Re: First Session of MC
I'm sorry to hear about your horrible experience with marriage counseling. It sounds from what you wrote that you saw the counselor by yourself and that there were two counselors (as you referred to them as they). There are different approaches, but I generally feel that it is counterproductive to see a marriage counselor without your spouse. If the counselor feels sorry for you, it may be difficult for him/her to be impartial when your wife joins the therapy, which may make her feel that the therapist is on your side.
No real change will happen instantly and it may get worse before it gets better, but if your therapist is good, it need not be torture. Although my sessions with couples can get intense, they usually walk out of the room feeling better than they came in. That's because we focus on them connecting and relating to each other as opposed to me giving them a bunch of advice.

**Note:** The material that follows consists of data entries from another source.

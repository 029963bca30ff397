//! Validation certificate retrieval, shared by both pipelines.

use gecos_common::RemoteAutoConfig;
use tracing::{debug, info, warn};

use crate::application::ports::{CertificatePrompt, DirectoryClient, SystemFiles};
use crate::application::services::pipeline::Halt;
use crate::domain::access::{AccessData, is_url};
use crate::domain::chef::decode_validation_certificate;
use crate::domain::config::AssistantConfig;
use crate::domain::error::{ValidationError, WorkflowError};

/// Obtains the validation certificate and stores it with secure
/// permissions. Returns the server autoconfiguration, if any.
///
/// The certificate comes from autoconfiguration when present; otherwise the
/// user is asked for a URL to download it from. Dismissing that prompt
/// cancels the pipeline.
pub(crate) async fn retrieve_certificate(
    directory: &impl DirectoryClient,
    prompt: &impl CertificatePrompt,
    files: &impl SystemFiles,
    config: &AssistantConfig,
    access: &AccessData,
) -> Result<Option<RemoteAutoConfig>, Halt> {
    let autoconf = match directory.fetch_autoconf(access).await {
        Ok(conf) => conf.filter(|c| !c.is_empty()),
        Err(e) => {
            warn!(error = %format!("{e:#}"), "autoconfiguration unavailable");
            None
        }
    };

    let certificate = match autoconf
        .as_ref()
        .and_then(|c| c.validation_certificate.as_deref())
    {
        Some(encoded) => {
            info!("validation certificate taken from autoconfiguration");
            decode_validation_certificate(encoded)?
        }
        None => download_from_prompted_url(directory, prompt).await?,
    };

    let path = &config.paths.validation_certificate;
    files
        .write_secure(path, &certificate)
        .map_err(|e| WorkflowError::file(path, &e))?;
    debug!(path = %path.display(), "validation certificate saved");
    Ok(autoconf)
}

async fn download_from_prompted_url(
    directory: &impl DirectoryClient,
    prompt: &impl CertificatePrompt,
) -> Result<Vec<u8>, Halt> {
    let url = match prompt.certificate_url() {
        Ok(Some(url)) if !url.trim().is_empty() => url.trim().to_string(),
        Ok(_) => return Err(Halt::Canceled),
        Err(e) => {
            warn!(error = %format!("{e:#}"), "certificate prompt failed");
            return Err(Halt::Canceled);
        }
    };
    if !is_url(&url) {
        return Err(ValidationError::MalformedUrl(url).into());
    }
    info!(%url, "downloading validation certificate");
    let pem = directory
        .download_certificate(&url)
        .await
        .map_err(|e| WorkflowError::remote("downloading the validation certificate", &e))?;
    Ok(pem.into_bytes())
}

In order to save your marriage, you will need to go to the root of the conflict. Expecting the other to change because you did will not solve the ultimate problem because it's usually not really about the issues, it's about what you are both triggering in each other. While suggestions to show interest in each other, etc... can be helpful, it's only a band-aid. It won't change the core issues that are preventing you from making progress. Of course, not knowing all the details of your situation, it's difficult to comment specifically, but this is a general overview of what I personally have found to be effective working with couples. Best of luck and hang in there.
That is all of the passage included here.